Four different propensity score methods are used for removing the effects of confounding when estimating the effects of treatment on outcomes: propensity score matching, stratification (or subclassification) on the propensity score, inverse probability of treatment weighting (IPTW) using the propensity score, and covariate adjustment using the propensity score (Austin & Mamdani, 2006 (link); Rosenbaum, 1987a ; Rosenbaum & Rubin, 1983a ). I describe each of these methods separately in the following subsections.
Rosenbaum and Rubin (1983a) defined treatment assignment to be strongly ignorable if the following two conditions hold: (a) (Y (1), Y(0)) ╩ Z|X and (b) 0 < P(Z = 1|X) < 1. The first condition says that treatment assignment is independent of the potential outcomes conditional on the observed baseline covariates.
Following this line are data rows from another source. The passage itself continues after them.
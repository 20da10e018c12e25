use crate::error::OrderflowError;
use rust_decimal::Decimal;
use serde::{Deserialize, Serialize};
use std::fmt;
use std::iter::Sum;
use std::ops::{Add, AddAssign};

/// A strictly positive price attached to an order.
///
/// Wraps `rust_decimal::Decimal` so that an order can never be created with a
/// zero or negative amount.
#[derive(Debug, Clone, Copy, PartialEq, Eq, PartialOrd, Ord, Serialize, Deserialize)]
#[serde(try_from = "Decimal", into = "Decimal")]
pub struct Amount(Decimal);

impl Amount {
    pub fn new(value: Decimal) -> Result<Self, OrderflowError> {
        if value > Decimal::ZERO {
            Ok(Self(value))
        } else {
            Err(OrderflowError::validation("Amount must be positive"))
        }
    }

    pub fn value(&self) -> Decimal {
        self.0
    }
}

impl TryFrom<Decimal> for Amount {
    type Error = OrderflowError;

    fn try_from(value: Decimal) -> Result<Self, Self::Error> {
        Self::new(value)
    }
}

impl From<Amount> for Decimal {
    fn from(amount: Amount) -> Self {
        amount.0
    }
}

impl fmt::Display for Amount {
    fn fmt(&self, f: &mut fmt::Formatter<'_>) -> fmt::Result {
        self.0.fmt(f)
    }
}

/// An aggregated sum of order amounts. Unlike `Amount` it may be zero.
#[derive(Debug, Clone, Copy, PartialEq, Eq, PartialOrd, Ord, Default, Serialize, Deserialize)]
#[serde(transparent)]
pub struct Revenue(pub Decimal);

impl Revenue {
    pub const ZERO: Self = Self(Decimal::ZERO);

    pub fn value(&self) -> Decimal {
        self.0
    }
}

impl From<Amount> for Revenue {
    fn from(amount: Amount) -> Self {
        Self(amount.0)
    }
}

impl Add for Revenue {
    type Output = Self;
    fn add(self, rhs: Self) -> Self::Output {
        Self(self.0 + rhs.0)
    }
}

impl AddAssign for Revenue {
    fn add_assign(&mut self, rhs: Self) {
        self.0 += rhs.0;
    }
}

impl AddAssign<Amount> for Revenue {
    fn add_assign(&mut self, rhs: Amount) {
        self.0 += rhs.0;
    }
}

impl Sum<Amount> for Revenue {
    fn sum<I: Iterator<Item = Amount>>(iter: I) -> Self {
        iter.fold(Self::ZERO, |mut acc, amount| {
            acc += amount;
            acc
        })
    }
}

impl fmt::Display for Revenue {
    fn fmt(&self, f: &mut fmt::Formatter<'_>) -> fmt::Result {
        self.0.fmt(f)
    }
}

/// An active ISO 4217 currency code, stored upper-case.
#[derive(Debug, Clone, PartialEq, Eq, Hash, Serialize, Deserialize)]
#[serde(try_from = "String", into = "String")]
pub struct Currency(String);

impl Currency {
    pub fn new(code: &str) -> Result<Self, OrderflowError> {
        let code = code.trim().to_ascii_uppercase();
        if iso_currency::Currency::from_code(&code).is_some() {
            Ok(Self(code))
        } else {
            Err(OrderflowError::validation(format!(
                "Invalid currency code '{code}'"
            )))
        }
    }

    pub fn code(&self) -> &str {
        &self.0
    }
}

impl TryFrom<String> for Currency {
    type Error = OrderflowError;

    fn try_from(value: String) -> Result<Self, Self::Error> {
        Self::new(&value)
    }
}

impl From<Currency> for String {
    fn from(currency: Currency) -> Self {
        currency.0
    }
}

impl fmt::Display for Currency {
    fn fmt(&self, f: &mut fmt::Formatter<'_>) -> fmt::Result {
        f.write_str(&self.0)
    }
}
The second condition says that every subject has a nonzero probability to receive either treatment. They demonstrated that if treatment assignment is strongly ignorable, conditioning on the propensity score allows one to obtain unbiased estimates of average treatment effects. The aforementioned first condition is also referred to as the “no unmeasured confounders” assumption: the assumption that all variables that affect treatment assignment and outcome have been measured. Because this is the crucial assumption that underlies propensity score analyses, Rosenbaum and Rubin (1983b) proposed analyses to assess the sensitivity of study conclusions to the assumption that there were no unmeasured confounders that influenced treatment assignment. Furthermore, Rosenbaum (1987b) proposed the use of a second control group to examine the plausibility that adjustment for measured covariates has eliminated bias in estimating treatment effects. It should be noted that although the assumption of strongly ignorable treatment assignment/no unmeasured confounding is explicitly stated in the context of propensity score analyses, this assumption also underlies regression-based approaches for estimating treatment effects in observational studies.